(Data for review Opens)

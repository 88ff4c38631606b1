use chrono::NaiveDate;

use crate::models::Metric;
use crate::periods::parse_month_key;

const SECONDS_PER_DAY: f64 = 86_400.0;
const SECONDS_PER_HOUR: f64 = 3_600.0;

/// Round half up, matching `Math.round` for the non-negative values we format.
pub fn js_round(value: f64) -> f64 {
    (value + 0.5).floor()
}

/// Number with comma thousands separators and at most three decimals,
/// trailing zeros dropped: 1234567.5 -> "1,234,567.5".
pub fn format_number(value: f64) -> String {
    if !value.is_finite() {
        return value.to_string();
    }
    let negative = value < 0.0;
    let scaled = js_round(value.abs() * 1000.0) as u64;
    let whole = scaled / 1000;
    let frac = scaled % 1000;

    let mut out = String::new();
    if negative && scaled > 0 {
        out.push('-');
    }
    out.push_str(&group_thousands(whole));
    if frac > 0 {
        let digits = format!("{frac:03}");
        out.push('.');
        out.push_str(digits.trim_end_matches('0'));
    }
    out
}

/// "1234567" -> "1,234,567".
pub fn group_thousands(n: u64) -> String {
    let digits = n.to_string();
    let mut out = String::with_capacity(digits.len() + digits.len() / 3);
    for (i, c) in digits.chars().enumerate() {
        if i > 0 && (digits.len() - i) % 3 == 0 {
            out.push(',');
        }
        out.push(c);
    }
    out
}

/// Seconds as `H:MM:SS`, every part floored; hours are not padded.
pub fn format_clock(seconds: f64) -> String {
    let total = seconds.max(0.0).floor() as u64;
    let hours = total / 3600;
    let minutes = (total % 3600) / 60;
    let secs = total % 60;
    format!("{hours}:{minutes:02}:{secs:02}")
}

/// Human value for a chart tooltip or summary line.
///
/// Counts get a unit suffix. Durations are seconds: over a day they read
/// as days/hours/minutes, over an hour as hours/minutes.
pub fn format_value(value: f64, metric: Metric) -> String {
    match metric {
        Metric::Plays => format!("{} plays", format_number(value)),
        Metric::Skips => format!("{} skips", format_number(value)),
        Metric::Duration => format_listening_time(value),
    }
}

fn format_listening_time(seconds: f64) -> String {
    if seconds > SECONDS_PER_DAY {
        let days = (seconds / SECONDS_PER_DAY).floor();
        let hours = ((seconds % SECONDS_PER_DAY) / SECONDS_PER_HOUR).floor();
        let minutes = js_round((seconds % SECONDS_PER_HOUR) / 60.0);
        format!("{days} days {hours} hr {minutes} min")
    } else if seconds > SECONDS_PER_HOUR {
        let hours = (seconds / SECONDS_PER_HOUR).floor();
        let minutes = js_round((seconds / 60.0) % 60.0);
        format!("{hours} hr {minutes} min")
    } else {
        // FIXME: raw seconds printed under a "minutes" unit. Known mismatch,
        // left in place until the tooltip text can change (see DESIGN.md).
        format!("{} minutes", js_round(seconds))
    }
}

/// "2025-03" -> "Mar 2025". Year keys and anything unrecognised pass through.
pub fn format_period_label(period: &str) -> String {
    parse_month_key(period)
        .and_then(|(year, month)| NaiveDate::from_ymd_opt(year, month, 1))
        .map(|date| date.format("%b %Y").to_string())
        .unwrap_or_else(|| period.to_string())
}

(Data for review Closes)

| Exercise details |
From beginning to end, the data must be duplicated exactly.

| Answer space |
repository 88ff4c38631606b1
use chrono::NaiveDate;

use crate::models::Metric;
use crate::periods::parse_month_key;

const SECONDS_PER_DAY: f64 = 86_400.0;
const SECONDS_PER_HOUR: f64 = 3_600.0;

/// Round half up, matching `Math.round` for the non-negative values we format.
pub fn js_round(value: f64) -> f64 {
    (value + 0.5).floor()
}

/// Number with comma thousands separators and at most three decimals,
/// trailing zeros dropped: 1234567.5 -> "1,234,567.5".
pub fn format_number(value: f64) -> String {
    if !value.is_finite() {
        return value.to_string();
    }
    let negative = value < 0.0;
    let scaled = js_round(value.abs() * 1000.0) as u64;
    let whole = scaled / 1000;
    let frac = scaled % 1000;

    let mut out = String::new();
    if negative && scaled > 0 {
        out.push('-');
    }
    out.push_str(&group_thousands(whole));
    if frac > 0 {
        let digits = format!("{frac:03}");
        out.push('.');
        out.push_str(digits.trim_end_matches('0'));
    }
    out
}

/// "1234567" -> "1,234,567".
pub fn group_thousands(n: u64) -> String {
    let digits = n.to_string();
    let mut out = String::with_capacity(digits.len() + digits.len() / 3);
    for (i, c) in digits.chars().enumerate() {
        if i > 0 && (digits.len() - i) % 3 == 0 {
            out.push(',');
        }
        out.push(c);
    }
    out
}

/// Seconds as `H:MM:SS`, every part floored; hours are not padded.
pub fn format_clock(seconds: f64) -> String {
    let total = seconds.max(0.0).floor() as u64;
    let hours = total / 3600;
    let minutes = (total % 3600) / 60;
    let secs = total % 60;
    format!("{hours}:{minutes:02}:{secs:02}")
}

/// Human value for a chart tooltip or summary line.
///
/// Counts get a unit suffix. Durations are seconds: over a day they read
/// as days/hours/minutes, over an hour as hours/minutes.
pub fn format_value(value: f64, metric: Metric) -> String {
    match metric {
        Metric::Plays => format!("{} plays", format_number(value)),
        Metric::Skips => format!("{} skips", format_number(value)),
        Metric::Duration => format_listening_time(value),
    }
}

fn format_listening_time(seconds: f64) -> String {
    if seconds > SECONDS_PER_DAY {
        let days = (seconds / SECONDS_PER_DAY).floor();
        let hours = ((seconds % SECONDS_PER_DAY) / SECONDS_PER_HOUR).floor();
        let minutes = js_round((seconds % SECONDS_PER_HOUR) / 60.0);
        format!("{days} days {hours} hr {minutes} min")
    } else if seconds > SECONDS_PER_HOUR {
        let hours = (seconds / SECONDS_PER_HOUR).floor();
        let minutes = js_round((seconds / 60.0) % 60.0);
        format!("{hours} hr {minutes} min")
    } else {
        // FIXME: raw seconds printed under a "minutes" unit. Known mismatch,
        // left in place until the tooltip text can change (see DESIGN.md).
        format!("{} minutes", js_round(seconds))
    }
}

/// "2025-03" -> "Mar 2025". Year keys and anything unrecognised pass through.
pub fn format_period_label(period: &str) -> String {
    parse_month_key(period)
        .and_then(|(year, month)| NaiveDate::from_ymd_opt(year, month, 1))
        .map(|date| date.format("%b %Y").to_string())
        .unwrap_or_else(|| period.to_string())
}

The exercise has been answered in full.